======== Data for this task ========
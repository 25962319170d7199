// Per-endpoint request descriptors and the response contract they produce.

use serde_json::Value;

use super::token::SessionTokenData;
use crate::error::ApiError;
use crate::transport::ApiCall;

/// What every response type must offer the maintainer.
pub trait ApiResponse: Sized {
    /// Build a response that only carries `error`. Used for timeouts,
    /// cancellation and transport failures.
    fn from_error(error: ApiError) -> Self;

    fn error(&self) -> Option<&ApiError>;

    /// The server asked the client to advance the token's secret key.
    fn new_key(&self) -> bool {
        false
    }
}

/// Describes one API call: how to build it and how to decode its answer.
///
/// `NEEDS_TOKEN` decides whether the maintainer waits for a session token
/// and stamps it via `stamp_token` before dispatch.
pub trait Descriptor: Send + 'static {
    type Response: ApiResponse + Send + 'static;

    const NEEDS_TOKEN: bool;

    fn stamp_token(&mut self, _token: &SessionTokenData) {}

    fn to_call(&self) -> ApiCall;

    /// Decode the `response` object of a successful round trip.
    fn parse_response(&self, response: Value) -> Self::Response;
}

/// Untyped response: the raw `response` object.
#[derive(Debug, Clone, Default)]
pub struct JsonResponse {
    pub value: Value,
    pub error: Option<ApiError>,
    pub new_key: bool,
}

impl JsonResponse {
    pub fn from_value(value: Value) -> Self {
        let new_key = value
            .get("new_key")
            .and_then(Value::as_str)
            .map(|s| s == "yes")
            .unwrap_or(false);
        Self {
            value,
            error: None,
            new_key,
        }
    }
}

impl ApiResponse for JsonResponse {
    fn from_error(error: ApiError) -> Self {
        Self {
            value: Value::Null,
            error: Some(error),
            new_key: false,
        }
    }

    fn error(&self) -> Option<&ApiError> {
        self.error.as_ref()
    }

    fn new_key(&self) -> bool {
        self.new_key
    }
}

/// A call that is sent without a session token.
#[derive(Debug, Clone)]
pub struct TokenlessCall {
    path: String,
    params: Vec<(String, String)>,
}

impl TokenlessCall {
    pub fn new(path: impl Into<String>) -> Self {
        Self {
            path: path.into(),
            params: Vec::new(),
        }
    }

    pub fn param(mut self, key: impl Into<String>, value: impl Into<String>) -> Self {
        self.params.push((key.into(), value.into()));
        self
    }
}

impl Descriptor for TokenlessCall {
    type Response = JsonResponse;

    const NEEDS_TOKEN: bool = false;

    fn to_call(&self) -> ApiCall {
        ApiCall {
            path: self.path.clone(),
            params: self.params.clone(),
            session: None,
            timeout: None,
        }
    }

    fn parse_response(&self, response: Value) -> JsonResponse {
        JsonResponse::from_value(response)
    }
}

/// A call that must carry a session token.
#[derive(Debug, Clone)]
pub struct SessionCall {
    path: String,
    params: Vec<(String, String)>,
    token: Option<SessionTokenData>,
}

impl SessionCall {
    pub fn new(path: impl Into<String>) -> Self {
        Self {
            path: path.into(),
            params: Vec::new(),
            token: None,
        }
    }

    pub fn param(mut self, key: impl Into<String>, value: impl Into<String>) -> Self {
        self.params.push((key.into(), value.into()));
        self
    }

    pub fn token(&self) -> Option<&SessionTokenData> {
        self.token.as_ref()
    }
}

impl Descriptor for SessionCall {
    type Response = JsonResponse;

    const NEEDS_TOKEN: bool = true;

    fn stamp_token(&mut self, token: &SessionTokenData) {
        self.token = Some(token.clone());
    }

    fn to_call(&self) -> ApiCall {
        ApiCall {
            path: self.path.clone(),
            params: self.params.clone(),
            session: self.token.clone(),
            timeout: None,
        }
    }

    fn parse_response(&self, response: Value) -> JsonResponse {
        JsonResponse::from_value(response)
    }
}

#[cfg(test)]
mod tests {
    use super::*;
    use serde_json::json;

    #[test]
    fn test_json_response_new_key() {
        let response = JsonResponse::from_value(json!({ "result": "Success", "new_key": "yes" }));
        assert!(response.new_key());
        let response = JsonResponse::from_value(json!({ "result": "Success", "new_key": "no" }));
        assert!(!response.new_key());
        assert!(response.error().is_none());
    }

    #[test]
    fn test_session_call_carries_stamped_token() {
        let mut call = SessionCall::new("/api/user/get_info.php").param("response_format", "json");
        assert!(call.to_call().session.is_none());
        call.stamp_token(&SessionTokenData {
            session_token: "tok".into(),
            pkey: "pk".into(),
            time: "0".into(),
            secret_key: 3,
        });
        let api_call = call.to_call();
        assert_eq!(api_call.session.map(|t| t.session_token), Some("tok".to_string()));
        assert_eq!(api_call.params.len(), 1);
    }

    #[test]
    fn test_tokenless_call_flag() {
        assert!(!TokenlessCall::NEEDS_TOKEN);
        assert!(SessionCall::NEEDS_TOKEN);
    }
}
========
Task directions => Your task is to reproduce each entry exactly.

Reply to the exercise =>
repository 25962319170d7199
// Per-endpoint request descriptors and the response contract they produce.

use serde_json::Value;

use super::token::SessionTokenData;
use crate::error::ApiError;
use crate::transport::ApiCall;

/// What every response type must offer the maintainer.
pub trait ApiResponse: Sized {
    /// Build a response that only carries `error`. Used for timeouts,
    /// cancellation and transport failures.
    fn from_error(error: ApiError) -> Self;

    fn error(&self) -> Option<&ApiError>;

    /// The server asked the client to advance the token's secret key.
    fn new_key(&self) -> bool {
        false
    }
}

/// Describes one API call: how to build it and how to decode its answer.
///
/// `NEEDS_TOKEN` decides whether the maintainer waits for a session token
/// and stamps it via `stamp_token` before dispatch.
pub trait Descriptor: Send + 'static {
    type Response: ApiResponse + Send + 'static;

    const NEEDS_TOKEN: bool;

    fn stamp_token(&mut self, _token: &SessionTokenData) {}

    fn to_call(&self) -> ApiCall;

    /// Decode the `response` object of a successful round trip.
    fn parse_response(&self, response: Value) -> Self::Response;
}

/// Untyped response: the raw `response` object.
#[derive(Debug, Clone, Default)]
pub struct JsonResponse {
    pub value: Value,
    pub error: Option<ApiError>,
    pub new_key: bool,
}

impl JsonResponse {
    pub fn from_value(value: Value) -> Self {
        let new_key = value
            .get("new_key")
            .and_then(Value::as_str)
            .map(|s| s == "yes")
            .unwrap_or(false);
        Self {
            value,
            error: None,
            new_key,
        }
    }
}

impl ApiResponse for JsonResponse {
    fn from_error(error: ApiError) -> Self {
        Self {
            value: Value::Null,
            error: Some(error),
            new_key: false,
        }
    }

    fn error(&self) -> Option<&ApiError> {
        self.error.as_ref()
    }

    fn new_key(&self) -> bool {
        self.new_key
    }
}

/// A call that is sent without a session token.
#[derive(Debug, Clone)]
pub struct TokenlessCall {
    path: String,
    params: Vec<(String, String)>,
}

impl TokenlessCall {
    pub fn new(path: impl Into<String>) -> Self {
        Self {
            path: path.into(),
            params: Vec::new(),
        }
    }

    pub fn param(mut self, key: impl Into<String>, value: impl Into<String>) -> Self {
        self.params.push((key.into(), value.into()));
        self
    }
}

impl Descriptor for TokenlessCall {
    type Response = JsonResponse;

    const NEEDS_TOKEN: bool = false;

    fn to_call(&self) -> ApiCall {
        ApiCall {
            path: self.path.clone(),
            params: self.params.clone(),
            session: None,
            timeout: None,
        }
    }

    fn parse_response(&self, response: Value) -> JsonResponse {
        JsonResponse::from_value(response)
    }
}

/// A call that must carry a session token.
#[derive(Debug, Clone)]
pub struct SessionCall {
    path: String,
    params: Vec<(String, String)>,
    token: Option<SessionTokenData>,
}

impl SessionCall {
    pub fn new(path: impl Into<String>) -> Self {
        Self {
            path: path.into(),
            params: Vec::new(),
            token: None,
        }
    }

    pub fn param(mut self, key: impl Into<String>, value: impl Into<String>) -> Self {
        self.params.push((key.into(), value.into()));
        self
    }

    pub fn token(&self) -> Option<&SessionTokenData> {
        self.token.as_ref()
    }
}

impl Descriptor for SessionCall {
    type Response = JsonResponse;

    const NEEDS_TOKEN: bool = true;

    fn stamp_token(&mut self, token: &SessionTokenData) {
        self.token = Some(token.clone());
    }

    fn to_call(&self) -> ApiCall {
        ApiCall {
            path: self.path.clone(),
            params: self.params.clone(),
            session: self.token.clone(),
            timeout: None,
        }
    }

    fn parse_response(&self, response: Value) -> JsonResponse {
        JsonResponse::from_value(response)
    }
}

#[cfg(test)]
mod tests {
    use super::*;
    use serde_json::json;

    #[test]
    fn test_json_response_new_key() {
        let response = JsonResponse::from_value(json!({ "result": "Success", "new_key": "yes" }));
        assert!(response.new_key());
        let response = JsonResponse::from_value(json!({ "result": "Success", "new_key": "no" }));
        assert!(!response.new_key());
        assert!(response.error().is_none());
    }

    #[test]
    fn test_session_call_carries_stamped_token() {
        let mut call = SessionCall::new("/api/user/get_info.php").param("response_format", "json");
        assert!(call.to_call().session.is_none());
        call.stamp_token(&SessionTokenData {
            session_token: "tok".into(),
            pkey: "pk".into(),
            time: "0".into(),
            secret_key: 3,
        });
        let api_call = call.to_call();
        assert_eq!(api_call.session.map(|t| t.session_token), Some("tok".to_string()));
        assert_eq!(api_call.params.len(), 1);
    }

    #[test]
    fn test_tokenless_call_flag() {
        assert!(!TokenlessCall::NEEDS_TOKEN);
        assert!(SessionCall::NEEDS_TOKEN);
    }
}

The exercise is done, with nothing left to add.